Provided data section start
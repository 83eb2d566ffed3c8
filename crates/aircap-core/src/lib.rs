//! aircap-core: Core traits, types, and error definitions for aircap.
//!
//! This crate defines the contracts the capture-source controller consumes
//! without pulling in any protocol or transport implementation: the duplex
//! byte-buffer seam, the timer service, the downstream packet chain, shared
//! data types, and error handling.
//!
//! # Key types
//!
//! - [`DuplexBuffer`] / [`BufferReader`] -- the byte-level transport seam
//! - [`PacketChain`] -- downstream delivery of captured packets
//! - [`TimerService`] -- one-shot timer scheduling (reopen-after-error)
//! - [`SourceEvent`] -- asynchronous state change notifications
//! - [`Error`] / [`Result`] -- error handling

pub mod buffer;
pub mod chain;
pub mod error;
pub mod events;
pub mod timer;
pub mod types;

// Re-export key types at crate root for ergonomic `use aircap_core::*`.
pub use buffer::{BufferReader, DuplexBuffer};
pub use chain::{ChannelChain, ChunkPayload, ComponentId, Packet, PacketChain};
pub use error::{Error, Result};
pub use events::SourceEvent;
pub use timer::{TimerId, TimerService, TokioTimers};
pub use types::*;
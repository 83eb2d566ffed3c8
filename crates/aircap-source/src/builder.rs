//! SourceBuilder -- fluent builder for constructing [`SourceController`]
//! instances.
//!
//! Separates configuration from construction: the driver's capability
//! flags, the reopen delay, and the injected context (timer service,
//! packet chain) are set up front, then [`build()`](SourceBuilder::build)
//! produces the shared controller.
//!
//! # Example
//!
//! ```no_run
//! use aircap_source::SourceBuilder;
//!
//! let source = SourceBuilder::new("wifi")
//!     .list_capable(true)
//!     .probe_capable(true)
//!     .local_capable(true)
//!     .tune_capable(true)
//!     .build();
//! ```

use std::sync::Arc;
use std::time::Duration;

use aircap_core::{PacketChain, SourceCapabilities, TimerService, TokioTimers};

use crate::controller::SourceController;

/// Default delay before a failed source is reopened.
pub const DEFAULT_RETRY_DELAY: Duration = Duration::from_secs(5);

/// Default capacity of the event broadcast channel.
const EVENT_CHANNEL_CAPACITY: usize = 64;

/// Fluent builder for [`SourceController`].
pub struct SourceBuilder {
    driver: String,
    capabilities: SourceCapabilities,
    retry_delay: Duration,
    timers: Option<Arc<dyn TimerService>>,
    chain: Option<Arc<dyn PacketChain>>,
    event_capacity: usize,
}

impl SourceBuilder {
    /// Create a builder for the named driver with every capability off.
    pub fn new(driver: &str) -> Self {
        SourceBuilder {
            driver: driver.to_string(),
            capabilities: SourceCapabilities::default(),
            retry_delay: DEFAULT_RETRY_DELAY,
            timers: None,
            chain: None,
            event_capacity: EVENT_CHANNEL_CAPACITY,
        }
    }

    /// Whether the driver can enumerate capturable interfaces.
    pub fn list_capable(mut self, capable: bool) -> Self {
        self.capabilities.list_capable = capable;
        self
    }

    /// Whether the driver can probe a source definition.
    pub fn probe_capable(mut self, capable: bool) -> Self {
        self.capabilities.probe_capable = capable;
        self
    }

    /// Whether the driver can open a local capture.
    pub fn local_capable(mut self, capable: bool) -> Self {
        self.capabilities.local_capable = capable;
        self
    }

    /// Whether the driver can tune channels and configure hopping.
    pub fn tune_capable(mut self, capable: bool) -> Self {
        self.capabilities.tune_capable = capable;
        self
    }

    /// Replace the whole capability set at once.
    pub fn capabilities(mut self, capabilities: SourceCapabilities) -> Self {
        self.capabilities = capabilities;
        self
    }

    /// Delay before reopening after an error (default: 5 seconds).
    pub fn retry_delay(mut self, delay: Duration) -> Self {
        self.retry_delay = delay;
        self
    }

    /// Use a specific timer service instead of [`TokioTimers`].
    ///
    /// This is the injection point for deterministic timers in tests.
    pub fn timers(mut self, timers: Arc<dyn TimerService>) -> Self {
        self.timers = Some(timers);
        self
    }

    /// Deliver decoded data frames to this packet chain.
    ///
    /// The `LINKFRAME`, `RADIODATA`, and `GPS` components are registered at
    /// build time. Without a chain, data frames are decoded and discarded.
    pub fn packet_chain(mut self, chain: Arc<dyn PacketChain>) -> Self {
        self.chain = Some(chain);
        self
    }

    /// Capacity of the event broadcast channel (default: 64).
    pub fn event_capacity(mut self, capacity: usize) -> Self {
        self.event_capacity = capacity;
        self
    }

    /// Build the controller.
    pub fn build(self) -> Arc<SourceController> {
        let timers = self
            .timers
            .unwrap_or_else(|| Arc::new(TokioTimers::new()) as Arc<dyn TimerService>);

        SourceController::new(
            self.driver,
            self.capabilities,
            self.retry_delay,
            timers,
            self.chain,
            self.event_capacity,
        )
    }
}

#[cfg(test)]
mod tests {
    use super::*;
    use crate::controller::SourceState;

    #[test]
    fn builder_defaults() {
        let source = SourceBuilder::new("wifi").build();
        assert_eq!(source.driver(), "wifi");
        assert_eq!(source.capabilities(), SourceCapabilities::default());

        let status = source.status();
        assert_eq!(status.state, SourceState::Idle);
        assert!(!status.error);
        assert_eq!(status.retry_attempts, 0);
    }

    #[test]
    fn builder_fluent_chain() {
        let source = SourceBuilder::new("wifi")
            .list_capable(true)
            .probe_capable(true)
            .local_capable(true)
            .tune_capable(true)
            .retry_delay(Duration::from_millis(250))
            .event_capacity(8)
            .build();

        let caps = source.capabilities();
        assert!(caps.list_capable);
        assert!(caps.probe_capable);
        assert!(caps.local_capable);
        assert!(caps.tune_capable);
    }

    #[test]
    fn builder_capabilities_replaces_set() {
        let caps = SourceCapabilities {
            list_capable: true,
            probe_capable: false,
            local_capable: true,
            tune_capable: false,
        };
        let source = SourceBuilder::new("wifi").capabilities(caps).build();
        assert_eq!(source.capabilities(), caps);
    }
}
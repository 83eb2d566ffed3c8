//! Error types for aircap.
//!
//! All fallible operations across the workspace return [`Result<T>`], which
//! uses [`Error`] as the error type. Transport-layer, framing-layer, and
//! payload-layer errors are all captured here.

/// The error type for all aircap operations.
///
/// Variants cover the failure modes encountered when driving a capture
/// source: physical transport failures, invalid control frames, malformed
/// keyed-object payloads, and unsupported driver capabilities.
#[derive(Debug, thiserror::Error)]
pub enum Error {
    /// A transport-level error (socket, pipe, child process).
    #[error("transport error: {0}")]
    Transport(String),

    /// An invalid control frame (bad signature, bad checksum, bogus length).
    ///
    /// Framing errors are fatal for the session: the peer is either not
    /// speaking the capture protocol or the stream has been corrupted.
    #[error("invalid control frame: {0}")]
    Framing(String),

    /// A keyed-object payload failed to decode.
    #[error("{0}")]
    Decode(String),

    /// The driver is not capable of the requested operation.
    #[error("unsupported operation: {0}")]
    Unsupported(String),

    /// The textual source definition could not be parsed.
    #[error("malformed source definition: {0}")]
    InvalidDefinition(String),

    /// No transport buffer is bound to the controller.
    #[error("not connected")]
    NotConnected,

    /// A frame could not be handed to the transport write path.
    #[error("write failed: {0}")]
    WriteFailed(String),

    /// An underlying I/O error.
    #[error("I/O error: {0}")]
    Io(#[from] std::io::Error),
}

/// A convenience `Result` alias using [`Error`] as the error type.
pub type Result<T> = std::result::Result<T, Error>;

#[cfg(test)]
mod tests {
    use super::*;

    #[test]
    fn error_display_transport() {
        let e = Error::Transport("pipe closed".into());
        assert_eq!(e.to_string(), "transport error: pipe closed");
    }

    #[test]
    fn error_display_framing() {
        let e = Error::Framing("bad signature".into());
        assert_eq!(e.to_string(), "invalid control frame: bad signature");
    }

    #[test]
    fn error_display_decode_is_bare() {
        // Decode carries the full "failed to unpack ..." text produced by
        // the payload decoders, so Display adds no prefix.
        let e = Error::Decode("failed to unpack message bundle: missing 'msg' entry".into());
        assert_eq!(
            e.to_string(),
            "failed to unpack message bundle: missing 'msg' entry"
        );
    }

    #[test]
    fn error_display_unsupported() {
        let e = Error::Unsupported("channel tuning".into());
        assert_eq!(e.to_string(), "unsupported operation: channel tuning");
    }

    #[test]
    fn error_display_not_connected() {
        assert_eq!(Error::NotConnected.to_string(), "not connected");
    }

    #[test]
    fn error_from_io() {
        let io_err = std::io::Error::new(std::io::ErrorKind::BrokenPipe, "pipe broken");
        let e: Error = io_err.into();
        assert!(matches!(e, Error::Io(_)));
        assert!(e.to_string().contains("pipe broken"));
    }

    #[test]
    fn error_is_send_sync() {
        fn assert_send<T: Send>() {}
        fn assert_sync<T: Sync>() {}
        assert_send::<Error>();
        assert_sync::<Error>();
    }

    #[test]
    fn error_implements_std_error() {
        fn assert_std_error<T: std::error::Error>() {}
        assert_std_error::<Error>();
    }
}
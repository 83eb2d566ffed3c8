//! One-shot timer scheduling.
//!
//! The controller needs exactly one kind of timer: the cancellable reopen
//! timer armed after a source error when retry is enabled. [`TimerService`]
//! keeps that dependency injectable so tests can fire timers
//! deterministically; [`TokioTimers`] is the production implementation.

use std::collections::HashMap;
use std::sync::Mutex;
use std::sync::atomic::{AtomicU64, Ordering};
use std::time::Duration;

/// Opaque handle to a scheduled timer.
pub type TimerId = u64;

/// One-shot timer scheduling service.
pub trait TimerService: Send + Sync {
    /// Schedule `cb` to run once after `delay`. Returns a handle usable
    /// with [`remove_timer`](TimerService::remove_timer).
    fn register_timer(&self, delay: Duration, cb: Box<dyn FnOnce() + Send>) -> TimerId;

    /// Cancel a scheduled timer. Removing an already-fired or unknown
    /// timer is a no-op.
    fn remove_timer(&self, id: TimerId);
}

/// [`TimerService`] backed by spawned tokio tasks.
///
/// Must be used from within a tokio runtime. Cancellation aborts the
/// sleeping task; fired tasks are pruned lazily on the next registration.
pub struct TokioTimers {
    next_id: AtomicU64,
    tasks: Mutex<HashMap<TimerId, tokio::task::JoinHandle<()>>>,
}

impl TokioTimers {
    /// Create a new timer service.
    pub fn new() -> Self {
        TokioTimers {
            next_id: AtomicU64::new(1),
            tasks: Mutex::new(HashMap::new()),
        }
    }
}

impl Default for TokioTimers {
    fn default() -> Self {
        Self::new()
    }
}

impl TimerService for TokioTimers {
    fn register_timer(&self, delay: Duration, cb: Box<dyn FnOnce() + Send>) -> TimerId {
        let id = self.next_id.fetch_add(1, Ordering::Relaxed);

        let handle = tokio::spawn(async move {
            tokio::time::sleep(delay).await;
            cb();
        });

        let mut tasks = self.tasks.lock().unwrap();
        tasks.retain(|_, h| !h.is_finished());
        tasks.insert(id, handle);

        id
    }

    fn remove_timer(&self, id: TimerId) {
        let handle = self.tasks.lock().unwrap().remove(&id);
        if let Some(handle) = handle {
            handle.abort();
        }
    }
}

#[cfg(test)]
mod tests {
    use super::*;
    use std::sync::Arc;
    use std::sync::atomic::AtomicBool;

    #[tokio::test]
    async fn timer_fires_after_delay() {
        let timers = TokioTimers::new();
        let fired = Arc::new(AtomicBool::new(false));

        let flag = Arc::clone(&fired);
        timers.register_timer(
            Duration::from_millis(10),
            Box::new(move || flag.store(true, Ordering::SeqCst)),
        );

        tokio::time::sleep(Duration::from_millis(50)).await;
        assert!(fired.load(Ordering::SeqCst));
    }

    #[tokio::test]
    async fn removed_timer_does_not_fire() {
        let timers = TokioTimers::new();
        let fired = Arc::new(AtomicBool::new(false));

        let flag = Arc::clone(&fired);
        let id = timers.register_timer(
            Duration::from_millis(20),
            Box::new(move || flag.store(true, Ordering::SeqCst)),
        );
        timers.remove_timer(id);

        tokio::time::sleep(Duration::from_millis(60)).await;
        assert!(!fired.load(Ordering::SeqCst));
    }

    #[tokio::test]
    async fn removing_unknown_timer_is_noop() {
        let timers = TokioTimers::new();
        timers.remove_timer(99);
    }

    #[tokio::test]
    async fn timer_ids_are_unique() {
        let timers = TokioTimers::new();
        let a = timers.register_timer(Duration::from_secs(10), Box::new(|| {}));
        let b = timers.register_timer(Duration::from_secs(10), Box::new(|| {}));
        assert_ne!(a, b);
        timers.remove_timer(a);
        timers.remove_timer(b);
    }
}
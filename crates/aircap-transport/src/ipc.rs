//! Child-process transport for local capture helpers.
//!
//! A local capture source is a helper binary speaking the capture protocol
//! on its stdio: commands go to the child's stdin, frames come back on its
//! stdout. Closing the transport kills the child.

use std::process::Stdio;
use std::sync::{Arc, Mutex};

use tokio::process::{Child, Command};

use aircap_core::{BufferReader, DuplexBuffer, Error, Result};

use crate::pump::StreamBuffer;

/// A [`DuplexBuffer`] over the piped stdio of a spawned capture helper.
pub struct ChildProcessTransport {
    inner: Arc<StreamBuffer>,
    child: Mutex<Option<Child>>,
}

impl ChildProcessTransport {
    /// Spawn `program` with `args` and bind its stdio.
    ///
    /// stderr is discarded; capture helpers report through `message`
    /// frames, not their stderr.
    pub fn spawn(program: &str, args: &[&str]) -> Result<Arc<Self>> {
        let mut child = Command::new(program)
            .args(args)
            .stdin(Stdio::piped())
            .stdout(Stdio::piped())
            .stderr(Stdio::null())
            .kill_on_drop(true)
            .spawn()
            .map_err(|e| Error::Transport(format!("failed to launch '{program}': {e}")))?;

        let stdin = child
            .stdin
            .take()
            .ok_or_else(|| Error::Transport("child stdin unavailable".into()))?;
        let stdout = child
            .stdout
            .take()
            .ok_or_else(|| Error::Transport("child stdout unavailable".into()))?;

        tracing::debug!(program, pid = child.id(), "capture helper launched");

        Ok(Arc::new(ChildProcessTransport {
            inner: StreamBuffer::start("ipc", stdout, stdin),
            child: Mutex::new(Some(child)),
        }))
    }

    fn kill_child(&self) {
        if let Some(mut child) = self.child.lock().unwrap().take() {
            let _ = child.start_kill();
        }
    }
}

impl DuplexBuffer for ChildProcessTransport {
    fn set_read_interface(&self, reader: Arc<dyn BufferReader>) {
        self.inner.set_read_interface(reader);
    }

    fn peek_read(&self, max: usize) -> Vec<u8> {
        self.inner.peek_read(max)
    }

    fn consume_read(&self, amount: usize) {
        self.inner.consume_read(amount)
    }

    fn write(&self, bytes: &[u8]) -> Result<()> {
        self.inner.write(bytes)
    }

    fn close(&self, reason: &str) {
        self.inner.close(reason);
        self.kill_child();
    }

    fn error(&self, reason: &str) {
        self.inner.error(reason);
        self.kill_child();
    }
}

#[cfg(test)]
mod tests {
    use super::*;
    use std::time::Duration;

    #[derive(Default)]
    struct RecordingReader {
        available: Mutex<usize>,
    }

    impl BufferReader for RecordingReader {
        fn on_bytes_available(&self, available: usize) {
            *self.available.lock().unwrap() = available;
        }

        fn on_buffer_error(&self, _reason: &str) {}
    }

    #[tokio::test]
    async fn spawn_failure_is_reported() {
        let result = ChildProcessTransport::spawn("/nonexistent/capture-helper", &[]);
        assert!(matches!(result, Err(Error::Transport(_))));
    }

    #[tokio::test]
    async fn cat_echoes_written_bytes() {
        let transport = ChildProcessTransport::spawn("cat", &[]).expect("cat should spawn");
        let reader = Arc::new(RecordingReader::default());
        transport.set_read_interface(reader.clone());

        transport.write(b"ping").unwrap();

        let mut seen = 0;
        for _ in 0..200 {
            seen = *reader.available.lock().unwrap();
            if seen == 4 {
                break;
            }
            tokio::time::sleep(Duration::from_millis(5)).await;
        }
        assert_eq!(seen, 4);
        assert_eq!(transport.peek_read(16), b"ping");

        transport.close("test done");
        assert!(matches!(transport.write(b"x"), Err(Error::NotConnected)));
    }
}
Provided data section end
--- Your assignment ---
Nothing outside this range should appear: the lines from the start of the listing through the line with "capture-source controller consumes", each reproduced exactly, both ends included.

--- Reply ---
repository 83eb2d566ffed3c8
filename crates/aircap-core/src/lib.rs
//! aircap-core: Core traits, types, and error definitions for aircap.
//!
//! This crate defines the contracts the capture-source controller consumes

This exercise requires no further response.